* Work instructions
Everything from the line containing "if self.clock.state() == ControlState::Paused" through the line containing "while let Ok(event) = self.display_events.try_recv()" should be repeated exactly, and nothing else from the data.

* Records for this exercise
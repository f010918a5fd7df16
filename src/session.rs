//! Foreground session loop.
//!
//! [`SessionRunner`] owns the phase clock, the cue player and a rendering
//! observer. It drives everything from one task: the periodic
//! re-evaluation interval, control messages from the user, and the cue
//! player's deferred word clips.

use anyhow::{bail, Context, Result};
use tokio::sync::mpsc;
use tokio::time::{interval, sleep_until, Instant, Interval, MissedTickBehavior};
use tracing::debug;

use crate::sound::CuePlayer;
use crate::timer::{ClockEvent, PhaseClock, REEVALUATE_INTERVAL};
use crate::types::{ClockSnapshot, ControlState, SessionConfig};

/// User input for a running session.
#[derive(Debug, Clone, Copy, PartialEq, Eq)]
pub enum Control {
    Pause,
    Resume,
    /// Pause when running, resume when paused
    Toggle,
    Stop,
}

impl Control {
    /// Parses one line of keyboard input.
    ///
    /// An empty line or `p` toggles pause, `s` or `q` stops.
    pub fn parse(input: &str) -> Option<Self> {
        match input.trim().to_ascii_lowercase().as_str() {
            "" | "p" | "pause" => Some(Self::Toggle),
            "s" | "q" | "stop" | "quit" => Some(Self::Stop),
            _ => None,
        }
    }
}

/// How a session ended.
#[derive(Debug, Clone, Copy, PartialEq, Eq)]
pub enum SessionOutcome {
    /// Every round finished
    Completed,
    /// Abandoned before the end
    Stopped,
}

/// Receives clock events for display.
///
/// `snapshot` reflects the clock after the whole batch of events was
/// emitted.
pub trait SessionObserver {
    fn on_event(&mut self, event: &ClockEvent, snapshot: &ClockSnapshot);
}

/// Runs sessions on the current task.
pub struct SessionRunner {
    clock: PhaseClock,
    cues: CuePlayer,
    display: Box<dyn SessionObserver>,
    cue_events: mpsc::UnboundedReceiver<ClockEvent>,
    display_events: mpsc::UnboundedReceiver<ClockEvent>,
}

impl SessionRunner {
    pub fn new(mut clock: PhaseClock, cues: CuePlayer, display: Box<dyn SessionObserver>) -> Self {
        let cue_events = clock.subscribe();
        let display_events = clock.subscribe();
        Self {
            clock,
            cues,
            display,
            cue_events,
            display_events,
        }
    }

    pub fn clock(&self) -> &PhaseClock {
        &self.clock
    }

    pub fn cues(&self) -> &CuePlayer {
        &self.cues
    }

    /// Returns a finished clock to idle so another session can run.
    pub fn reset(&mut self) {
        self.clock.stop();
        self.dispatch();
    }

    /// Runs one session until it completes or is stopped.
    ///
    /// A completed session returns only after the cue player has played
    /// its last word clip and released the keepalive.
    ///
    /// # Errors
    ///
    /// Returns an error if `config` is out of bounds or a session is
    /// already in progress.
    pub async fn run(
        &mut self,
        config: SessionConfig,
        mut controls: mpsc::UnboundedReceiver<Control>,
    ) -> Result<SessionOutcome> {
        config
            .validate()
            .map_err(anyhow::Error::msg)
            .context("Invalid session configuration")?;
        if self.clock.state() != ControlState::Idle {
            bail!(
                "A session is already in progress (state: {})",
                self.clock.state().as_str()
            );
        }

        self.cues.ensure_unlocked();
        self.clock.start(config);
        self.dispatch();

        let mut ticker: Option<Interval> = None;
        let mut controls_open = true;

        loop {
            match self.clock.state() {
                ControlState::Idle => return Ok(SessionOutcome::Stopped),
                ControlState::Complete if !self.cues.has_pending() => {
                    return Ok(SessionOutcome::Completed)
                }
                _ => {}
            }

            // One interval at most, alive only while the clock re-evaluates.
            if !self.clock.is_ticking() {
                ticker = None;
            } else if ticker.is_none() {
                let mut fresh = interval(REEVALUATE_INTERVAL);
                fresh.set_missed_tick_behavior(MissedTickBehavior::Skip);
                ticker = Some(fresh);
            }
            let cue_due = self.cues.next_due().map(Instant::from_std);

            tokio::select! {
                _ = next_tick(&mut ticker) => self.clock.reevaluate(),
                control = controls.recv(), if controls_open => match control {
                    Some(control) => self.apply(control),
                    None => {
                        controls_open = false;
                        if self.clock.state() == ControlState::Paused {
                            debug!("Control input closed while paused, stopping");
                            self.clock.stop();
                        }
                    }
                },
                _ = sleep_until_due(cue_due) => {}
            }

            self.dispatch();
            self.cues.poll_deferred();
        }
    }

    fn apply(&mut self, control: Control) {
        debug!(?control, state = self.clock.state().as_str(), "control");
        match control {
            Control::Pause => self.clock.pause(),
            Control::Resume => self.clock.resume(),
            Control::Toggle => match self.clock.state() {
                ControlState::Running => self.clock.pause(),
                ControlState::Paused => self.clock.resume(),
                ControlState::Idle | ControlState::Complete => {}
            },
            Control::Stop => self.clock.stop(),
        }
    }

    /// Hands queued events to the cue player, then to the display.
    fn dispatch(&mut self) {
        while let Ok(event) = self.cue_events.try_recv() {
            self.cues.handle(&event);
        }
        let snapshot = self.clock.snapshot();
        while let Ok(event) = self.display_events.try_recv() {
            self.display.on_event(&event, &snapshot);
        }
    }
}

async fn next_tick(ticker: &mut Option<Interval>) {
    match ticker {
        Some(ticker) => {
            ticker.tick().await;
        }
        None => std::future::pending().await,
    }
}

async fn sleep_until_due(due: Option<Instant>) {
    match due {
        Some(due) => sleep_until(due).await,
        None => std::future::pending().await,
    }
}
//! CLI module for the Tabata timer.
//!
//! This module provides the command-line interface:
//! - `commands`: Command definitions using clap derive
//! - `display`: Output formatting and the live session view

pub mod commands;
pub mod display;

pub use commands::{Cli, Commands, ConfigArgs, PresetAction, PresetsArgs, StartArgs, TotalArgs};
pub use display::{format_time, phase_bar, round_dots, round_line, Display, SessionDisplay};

* Written answer
                        if self.clock.state() == ControlState::Paused {
                            debug!("Control input closed while paused, stopping");
                            self.clock.stop();
                        }
                    }
                },
                _ = sleep_until_due(cue_due) => {}
            }

            self.dispatch();
            self.cues.poll_deferred();
        }
    }

    fn apply(&mut self, control: Control) {
        debug!(?control, state = self.clock.state().as_str(), "control");
        match control {
            Control::Pause => self.clock.pause(),
            Control::Resume => self.clock.resume(),
            Control::Toggle => match self.clock.state() {
                ControlState::Running => self.clock.pause(),
                ControlState::Paused => self.clock.resume(),
                ControlState::Idle | ControlState::Complete => {}
            },
            Control::Stop => self.clock.stop(),
        }
    }

    /// Hands queued events to the cue player, then to the display.
    fn dispatch(&mut self) {
        while let Ok(event) = self.cue_events.try_recv() {
            self.cues.handle(&event);
        }
        let snapshot = self.clock.snapshot();
        while let Ok(event) = self.display_events.try_recv() {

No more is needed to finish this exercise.